LA TOURBE DES PHILOSOPHES
Na série dos clássicos da alquimia as Ed. Dervy publicaram em 1993 a primeira edição em francês moderno da Turba dos Filósofos, texto alquímico dos mais célebres, logo a seguir à Tábua de Esmeralda.
Nesta espécie de resumo enciclopédico dos dizeres dos mais antigos filósofos herméticos encontraremos muitas referencias a SENIOR, o IBN UMAIL de que já nos ocupámos e que julgo ser, com o autor do tratado do PICATRIX, uma das fontes mais importantes de toda a alquimia medieval.
A mais antiga edição da TURBA remonta ao século XVII, mas esta edição é feita a paritr da BIBLIOTHECA CHEMICA CURIOSA de Manget, (Genève, 1702), que contém duas versões do texto.
Entende o editor que ele se mantém fiel à Tradição, embora se adivinhem deturpações resultantes da utilização feita por autores árabes.
O corpus dos bons autores citados inclui a ARTIS AURIFERAE, uma das recolhas igualmente importantes, por transmitirem muita informação teórica e prática.
A TURBA é considerado um dos mais antigos tratados que não se limita a uma selecção de receitas contendo o Grande Segredo da Arta. É uma exposição dos arcanos (segredos) do mundo e de um modo de trabalho, o próprio do adepto de alquimia.
Sugere-se um regresso às fontes mais antigas, dos egípcios, babilónios e antes deles os chamans, praticantes da arte de fundir e trabalhar os metais, sendo o fogo o elemento por excelencia da transformação desejada.Nem a química já desenvovida na Idade-Média os podia ultrapassar.
Como leituras indicadas para continuar o entendimento da TURBA, deixa-nos o editor com RUSKA, TURBA PHILOSOPHORUM (Berlin, 1931) e com Paulette DUVAL, LA PENSÉE ALCHIMIQUE et le CONTE DU GRAAL ( Paris,1979 ). Esta última obra especialmente interessante para o estudo das lendas do Graal, desde a Idade-Média em que se constituem e em que o processo de iniciação do herói, suas aventuras e desventuras, em muito prefiguram as metamorfoses da Pedra. Para além de se supôr que houve marcas árabes, neste tipo de iniciação.
Por mim permito-me acrescentar, de PIERRE PONSOYE, L'ISLAM ET LE GRAAL, um estudo sobre o esoterismo do PARZIVAL de Eschenbach ( MILANO, 1976 ) :
" O enigma do Graal não deixará nunca de despertar o interesse profundo do homem que medita, porque o seu LUGAR fica para lá de todos os problemas secundários do espírito...no retiro muito íntimo desse mistério que é a memória espontânea das coisas divinas."

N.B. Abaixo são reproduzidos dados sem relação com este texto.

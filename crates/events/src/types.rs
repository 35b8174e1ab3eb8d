//! Event types emitted while a planning request runs

use chrono::{DateTime, Utc};
use pathfinder_core::{PlanResponse, StageId, StageOutcome};
use serde::{Deserialize, Serialize};
use utoipa::ToSchema;
use uuid::Uuid;

/// Envelope wrapping every event with ordering metadata
#[derive(Debug, Clone, Serialize, Deserialize, ToSchema)]
#[cfg_attr(feature = "typescript", derive(ts_rs::TS))]
#[cfg_attr(feature = "typescript", ts(export))]
pub struct EventEnvelope {
    /// Unique event ID
    pub id: Uuid,
    /// Request this event belongs to
    pub request_id: Uuid,
    /// Strictly increasing within one request, starting at 1
    pub sequence: u64,
    /// When the event occurred
    pub timestamp: DateTime<Utc>,
    /// The actual event
    pub event: Event,
}

impl EventEnvelope {
    /// Create a new event envelope with auto-generated ID and timestamp
    pub fn new(request_id: Uuid, sequence: u64, event: Event) -> Self {
        Self {
            id: Uuid::new_v4(),
            request_id,
            sequence,
            timestamp: Utc::now(),
            event,
        }
    }

    pub fn is_terminal(&self) -> bool {
        self.event.is_terminal()
    }
}

/// All events a planning request can produce
#[derive(Debug, Clone, Serialize, Deserialize, ToSchema)]
#[cfg_attr(feature = "typescript", derive(ts_rs::TS))]
#[cfg_attr(feature = "typescript", ts(export))]
#[serde(tag = "type", rename_all = "snake_case")]
pub enum Event {
    /// A stage finished, either with its capability result or its fallback
    #[serde(rename = "stage.completed")]
    StageCompleted {
        stage: StageId,
        label: String,
        outcome: StageOutcome,
        latency_ms: u64,
        /// Evaluation attempt the stage ran in, starting at 1
        attempt: u32,
    },

    /// The risk stage vetoed the current ranking
    #[serde(rename = "veto.raised")]
    VetoRaised {
        attempt: u32,
        reason: String,
        /// False when the retry budget or deadline is spent
        will_retry: bool,
    },

    /// Terminal event carrying the full response
    #[serde(rename = "result")]
    Result { response: Box<PlanResponse> },
}

impl Event {
    pub fn stage_completed(stage: StageId, outcome: StageOutcome, latency_ms: u64, attempt: u32) -> Self {
        Event::StageCompleted {
            stage,
            label: stage.label().to_string(),
            outcome,
            latency_ms,
            attempt,
        }
    }

    /// Short name used in logs
    pub fn kind(&self) -> &'static str {
        match self {
            Event::StageCompleted { .. } => "stage.completed",
            Event::VetoRaised { .. } => "veto.raised",
            Event::Result { .. } => "result",
        }
    }

    /// The stage this event reports on, if any
    pub fn stage(&self) -> Option<StageId> {
        match self {
            Event::StageCompleted { stage, .. } => Some(*stage),
            _ => None,
        }
    }

    pub fn is_terminal(&self) -> bool {
        matches!(self, Event::Result { .. })
    }
}
//! Stage contract and the executor that runs one stage against state.
//!
//! A stage never fails: when its capability call errors, times out, or
//! produces an update outside its declared write set, the executor replaces
//! the result with the stage's deterministic fallback.

use async_trait::async_trait;
use pathfinder_core::{Candidate, StageId, StageOutcome};
use std::time::Duration;
use tokio::time::Instant;
use tracing::{error, info, warn};

use crate::adapters::Capabilities;
use crate::error::{AdapterError, OrchestratorError, Result};
use crate::state::{CandidateId, ExecutionState, StageUpdate, StateKey};

/// Upper bound on the slack kept between a per-candidate call's timeout and
/// the stage's own timeout.
const CALL_GRACE: Duration = Duration::from_millis(50);

#[derive(Debug, Clone, Copy, PartialEq, Eq)]
pub enum Granularity {
    /// Runs once per request attempt
    PerRun,
    /// Runs once for each target candidate
    PerCandidate,
}

/// What a stage reads, what it writes, and how long it may take.
#[derive(Debug, Clone)]
pub struct StageContract {
    pub stage: StageId,
    pub reads: Vec<StateKey>,
    pub writes: Vec<StateKey>,
    pub granularity: Granularity,
    pub timeout: Duration,
}

impl StageContract {
    pub fn new(stage: StageId, granularity: Granularity, timeout: Duration) -> Self {
        Self {
            stage,
            reads: Vec::new(),
            writes: Vec::new(),
            granularity,
            timeout,
        }
    }

    pub fn reads(mut self, keys: &[StateKey]) -> Self {
        self.reads = keys.to_vec();
        self
    }

    pub fn writes(mut self, keys: &[StateKey]) -> Self {
        self.writes = keys.to_vec();
        self
    }

    pub fn may_write(&self, key: StateKey) -> bool {
        self.writes.contains(&key)
    }
}

/// Read-only view handed to a stage.
pub struct StageInput<'a> {
    pub state: &'a ExecutionState,
    pub capabilities: &'a Capabilities,
    /// Candidates to evaluate; empty for per-run stages
    pub targets: &'a [CandidateId],
    /// Stage budget, already clamped to the request deadline
    pub timeout: Duration,
}

impl<'a> StageInput<'a> {
    /// Budget for each individual capability call of a per-candidate stage.
    pub fn call_timeout(&self) -> Duration {
        self.timeout
            .saturating_sub((self.timeout / 10).min(CALL_GRACE))
    }

    /// Target candidates that exist in state, in target order.
    pub fn target_candidates(&self) -> impl Iterator<Item = &'a Candidate> + 'a {
        let (state, targets) = (self.state, self.targets);
        targets.iter().filter_map(move |id| state.candidate(id))
    }
}

pub struct StageOutput {
    pub update: StageUpdate,
    pub outcome: StageOutcome,
}

impl StageOutput {
    pub fn completed(update: StageUpdate) -> Self {
        Self {
            update,
            outcome: StageOutcome::Completed,
        }
    }

    /// Some part of the result came from a fallback.
    pub fn degraded(update: StageUpdate) -> Self {
        Self {
            update,
            outcome: StageOutcome::Fallback,
        }
    }

    pub fn with_outcome(update: StageUpdate, any_fallback: bool) -> Self {
        if any_fallback {
            Self::degraded(update)
        } else {
            Self::completed(update)
        }
    }
}

#[async_trait]
pub trait Stage: Send + Sync {
    fn contract(&self) -> StageContract;

    /// Produce an update using the stage's capabilities.
    async fn run(&self, input: &StageInput<'_>) -> std::result::Result<StageOutput, AdapterError>;

    /// Deterministic substitute for a failed run. Must not fail.
    fn fallback(&self, input: &StageInput<'_>) -> StageUpdate;
}

/// Result of one stage execution, before it is merged.
#[derive(Debug)]
pub struct StageReport {
    pub stage: StageId,
    pub outcome: StageOutcome,
    pub latency: Duration,
    pub update: StageUpdate,
}

impl StageReport {
    pub fn latency_ms(&self) -> u64 {
        self.latency.as_millis() as u64
    }
}

/// Run one stage. Errors only when the stage is not active for the request.
pub async fn execute(
    stage: &dyn Stage,
    state: &ExecutionState,
    capabilities: &Capabilities,
    targets: &[CandidateId],
) -> Result<StageReport> {
    let contract = stage.contract();
    if !state.is_active(contract.stage) {
        return Err(OrchestratorError::StageInactive(contract.stage));
    }

    let timeout = contract.timeout.min(state.remaining());
    let input = StageInput {
        state,
        capabilities,
        targets,
        timeout,
    };

    let started = Instant::now();
    let (update, outcome) = match tokio::time::timeout(timeout, stage.run(&input)).await {
        Ok(Ok(output)) if contract.may_write(output.update.key()) => (output.update, output.outcome),
        Ok(Ok(output)) => {
            error!(
                request_id = %state.request_id,
                stage = %contract.stage,
                key = %output.update.key(),
                "Stage wrote outside its declared write set"
            );
            (stage.fallback(&input), StageOutcome::Fallback)
        }
        Ok(Err(e)) => {
            warn!(
                request_id = %state.request_id,
                stage = %contract.stage,
                error = %e,
                "Stage failed, using fallback"
            );
            (stage.fallback(&input), StageOutcome::Fallback)
        }
        Err(_) => {
            warn!(
                request_id = %state.request_id,
                stage = %contract.stage,
                timeout_ms = timeout.as_millis() as u64,
                "Stage timed out, using fallback"
            );
            (stage.fallback(&input), StageOutcome::Fallback)
        }
    };
    let latency = started.elapsed();

    info!(
        request_id = %state.request_id,
        stage = %contract.stage,
        outcome = outcome.as_str(),
        latency_ms = latency.as_millis() as u64,
        targets = targets.len(),
        "Stage completed"
    );

    Ok(StageReport {
        stage: contract.stage,
        outcome,
        latency,
        update,
    })
}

É no capítulo dedicado aos Templários e ao Templo e o Islão que melhor se desenvolve esta ideia.
Mas regressemos à TURBA:
Foi impressa pela primeira vez em 1572 em Bâle, incluída no volume da ARTIS AURIFERAE e mais tarde muitas vezes recuperada, melhor ou pior transcrita,nas recolhas da tradição ocidental.
As fontes manuscritas conhecidas são várias, datadas do séc XIII, mas não se conhecem versões árabes nem nenhum original grego que pudesse ajudar a resolver o problema da origem do texto. Ruska (que utilizou o ms de Berlin, QU 584 estabelece um paralelo com o KITAB-al-HABIB, citado por BERTHELOT ( La Chimie au Moyen-Âge ,tomo III, pp. 76-109 ) ; e um outro estudioso, PLESSNER, reconhece semelhanças com as CONTROVÉRSIAS e CONFERENCIAS DOS FILÓSOFOS de UTMAN-ibn-SUWAID , que julga ser o verdadeiro autor da Turba.
Suwaid naceu em Panopolis, que foi até ao séc. VI uma importante colónia grega e por aí podia de facto ter adquirido os conhecimentos das doutrinas herméticas e alquímicas.